1. gcc.c-torture/compile/pr83510.c
I would like to XFAIL this.
What happens here is that thread1 threads a switch statement such that
the various cases have been split into different independent blocks.
One of these blocks exposes an arr[i_27] access which is later
propagated by VRP to be arr[10]. This is an invalid access, but the
array bounds code doesn't know it is an unreachable path.
However, it is not until dom2 that we "know" that the value of the
switch index is such that the path to arr[10] is unreachable. For that
matter, it is not until dom3 that we remove the unreachable path.
2. -Wfree-nonheap-object
This warning is triggered while cleaning up an auto_vec. I see that the
va_heap::release() inline is wrapped with a pragma ignore
"-Wfree-nonheap-object", but this is not sufficient because jump
threading may alter uses in such a way that may_emit_free_warning() will
warn on the *inlined* location, thus bypassing the pragma.
I worked around this with a mere:
> @@ -13839,6 +13839,7 @@ maybe_emit_free_warning (tree exp)
location_t loc = tree_inlined_location (exp);
+ loc = EXPR_LOCATION (exp);
but this causes a ton of Wfree-nonheap* tests to fail. I think someone
more knowledgeable should address this (msebor??).
3. uninit-pred-9_b.c
The uninit code is getting confused with the threading and the bogus
warning in line 24 is back. I looked at the thread, and it is correct.
I'm afraid all these warnings are quite fragile in the presence of more
aggressive optimizations, and I suspect it will only get worse.
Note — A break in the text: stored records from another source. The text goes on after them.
//! Gateway error taxonomy
//!
//! Every failure the AI gateway reports is classified into exactly one
//! [`ApiErrorKind`] before it crosses the gateway boundary.

use serde::{Deserialize, Serialize};
use std::fmt;
use thiserror::Error;

/// Message used when neither the error nor the caller provide one.
pub const GENERIC_FAILURE_MESSAGE: &str = "Request failed. Please try again.";

/// Closed set of gateway failure kinds
#[derive(Debug, Clone, Copy, PartialEq, Eq, Hash, Serialize, Deserialize)]
#[serde(rename_all = "SCREAMING_SNAKE_CASE")]
pub enum ApiErrorKind {
    NoApiKey,
    InvalidUrl,
    Auth,
    NotFound,
    RateLimit,
    Server,
    HttpError,
    Timeout,
    Network,
    ParseError,
    Canceled,
    Unknown,
}

impl ApiErrorKind {
    pub const ALL: [ApiErrorKind; 12] = [
        ApiErrorKind::NoApiKey,
        ApiErrorKind::InvalidUrl,
        ApiErrorKind::Auth,
        ApiErrorKind::NotFound,
        ApiErrorKind::RateLimit,
        ApiErrorKind::Server,
        ApiErrorKind::HttpError,
        ApiErrorKind::Timeout,
        ApiErrorKind::Network,
        ApiErrorKind::ParseError,
        ApiErrorKind::Canceled,
        ApiErrorKind::Unknown,
    ];

    /// Stable machine-readable code
    pub fn code(&self) -> &'static str {
        match self {
            ApiErrorKind::NoApiKey => "NO_API_KEY",
            ApiErrorKind::InvalidUrl => "INVALID_URL",
            ApiErrorKind::Auth => "AUTH",
            ApiErrorKind::NotFound => "NOT_FOUND",
            ApiErrorKind::RateLimit => "RATE_LIMIT",
            ApiErrorKind::Server => "SERVER",
            ApiErrorKind::HttpError => "HTTP_ERROR",
            ApiErrorKind::Timeout => "TIMEOUT",
            ApiErrorKind::Network => "NETWORK",
            ApiErrorKind::ParseError => "PARSE_ERROR",
            ApiErrorKind::Canceled => "CANCELED",
            ApiErrorKind::Unknown => "UNKNOWN",
        }
    }
}

impl fmt::Display for ApiErrorKind {
    fn fmt(&self, f: &mut fmt::Formatter<'_>) -> fmt::Result {
        f.write_str(self.code())
    }
}

/// Map an HTTP status to its error kind.
pub fn classify_http_code(status: u16) -> ApiErrorKind {
    match status {
        401 | 403 => ApiErrorKind::Auth,
        404 => ApiErrorKind::NotFound,
        429 => ApiErrorKind::RateLimit,
        s if s >= 500 => ApiErrorKind::Server,
        _ => ApiErrorKind::HttpError,
    }
}

/// A classified gateway failure
#[derive(Error, Debug, Clone, PartialEq, Eq)]
#[error("{message}")]
pub struct ApiError {
    pub kind: ApiErrorKind,
    /// HTTP status, when the failure came from a response
    pub status: Option<u16>,
    /// Diagnostic message (not necessarily user-facing)
    pub message: String,
}

impl ApiError {
    pub fn new(kind: ApiErrorKind, message: impl Into<String>) -> Self {
        Self {
            kind,
            status: None,
            message: message.into(),
        }
    }

    /// Classify a non-2xx response. `context` prefixes the status in the message.
    pub fn http(status: u16, context: &str) -> Self {
        Self {
            kind: classify_http_code(status),
            status: Some(status),
            message: format!("{context}: {status}"),
        }
    }

    pub fn no_api_key() -> Self {
        Self::new(ApiErrorKind::NoApiKey, "No API Key")
    }

    pub fn invalid_url(detail: impl fmt::Display) -> Self {
        Self::new(ApiErrorKind::InvalidUrl, format!("Invalid URL: {detail}"))
    }

    pub fn timeout() -> Self {
        Self::new(ApiErrorKind::Timeout, "Request timed out")
    }

    pub fn canceled() -> Self {
        Self::new(ApiErrorKind::Canceled, "Request canceled")
    }

    pub fn network(detail: impl fmt::Display) -> Self {
        Self::new(ApiErrorKind::Network, format!("Network error: {detail}"))
    }

    pub fn parse(detail: impl fmt::Display) -> Self {
        Self::new(
            ApiErrorKind::ParseError,
            format!("Failed to parse response: {detail}"),
        )
    }

    pub fn unknown(message: impl Into<String>) -> Self {
        Self::new(ApiErrorKind::Unknown, message)
    }

    /// User-facing text for this error; see [`format_api_error_for_ui`].
    pub fn ui_message(&self, fallback: &str) -> String {
        format_api_error_for_ui(Some(self), fallback)
    }
}

fn status_suffix(status: Option<u16>) -> String {
    status.map(|s| format!(" (HTTP {s})")).unwrap_or_default()
}

/// Render an error for display.
///
/// Every kind has a fixed template; the HTTP status is interpolated where the
/// kind carries one. `Unknown` (and a missing error) falls back to the error's
/// own message, then to `fallback`, then to [`GENERIC_FAILURE_MESSAGE`], so the
/// result is never empty.
pub fn format_api_error_for_ui(error: Option<&ApiError>, fallback: &str) -> String {
    let fallback = if fallback.trim().is_empty() {
        GENERIC_FAILURE_MESSAGE
    } else {
        fallback
    };
    let Some(error) = error else {
        return fallback.to_string();
    };
    let status = status_suffix(error.status);

    match error.kind {
        ApiErrorKind::NoApiKey => {
            "No API key configured. Add one under Settings > API.".to_string()
        }
        ApiErrorKind::InvalidUrl => {
            "The API URL is invalid. Check the URL under Settings > API.".to_string()
        }
        ApiErrorKind::Auth => {
            format!("Authentication failed{status}. Check that the API key is valid.")
        }
        ApiErrorKind::NotFound => {
            format!("Endpoint or model not found{status}. Check the API URL and model name.")
        }
        ApiErrorKind::RateLimit => {
            format!("Rate limited by the provider{status}. Wait a moment and try again.")
        }
        ApiErrorKind::Server => {
            format!("The provider reported a server error{status}. Try again later.")
        }
        ApiErrorKind::HttpError => format!("The request failed{status}."),
        ApiErrorKind::Timeout => {
            "The request timed out. Check the network or the API URL.".to_string()
        }
        ApiErrorKind::Network => {
            "Network error: the API endpoint could not be reached.".to_string()
        }
        ApiErrorKind::ParseError => {
            "The provider returned a response that could not be read.".to_string()
        }
        ApiErrorKind::Canceled => "The request was canceled.".to_string(),
        ApiErrorKind::Unknown => {
            if error.message.trim().is_empty() {
                fallback.to_string()
            } else {
                error.message.clone()
            }
        }
    }
}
4. libphobos/src/std/net/isemail.d
This is a D test where we don't actually fail, but we trigger the
verification code. It is the only jump threading edge that the new code
fails to get over the old code, and it only happens on ppc64.
It triggers because a BB4 -> BB5 is too expensive to thread, but a BBn
-> BB3 -> BB4 -> BB5 is considered safe to thread because BB3 is a latch
and it alters the profitability equation. The reason we don't get it,
is that we assume that if a X->Y is unprofitable, it is not worth
looking at W->X->Y and so forth.
Jeff had some fancy ideas on how to attack this. Once such idea was to
stop looking back, but only for things we were absolutely sure would
never yield a profitable path. I tried a subset of this, by allowing
further looks on this latch test, but my 1.55% overall performance
penalty turned into an 8.33% penalty. Personally it looks way too
expensive for this one isolated case. Besides, the test where this
clamping code originally came from still succeeds (commit
eab2541b860c48203115ac6dca3284e982015d2c).
CONCLUSION
==========
That's basically it.
If we agree the above things are not big issues, or can be addressed as
follow-ups, I'd like to start the ball rolling on the new threader.
This would allow more extensive testing of the code, and separate it a
bit from the other big changes coming up :).
Aldy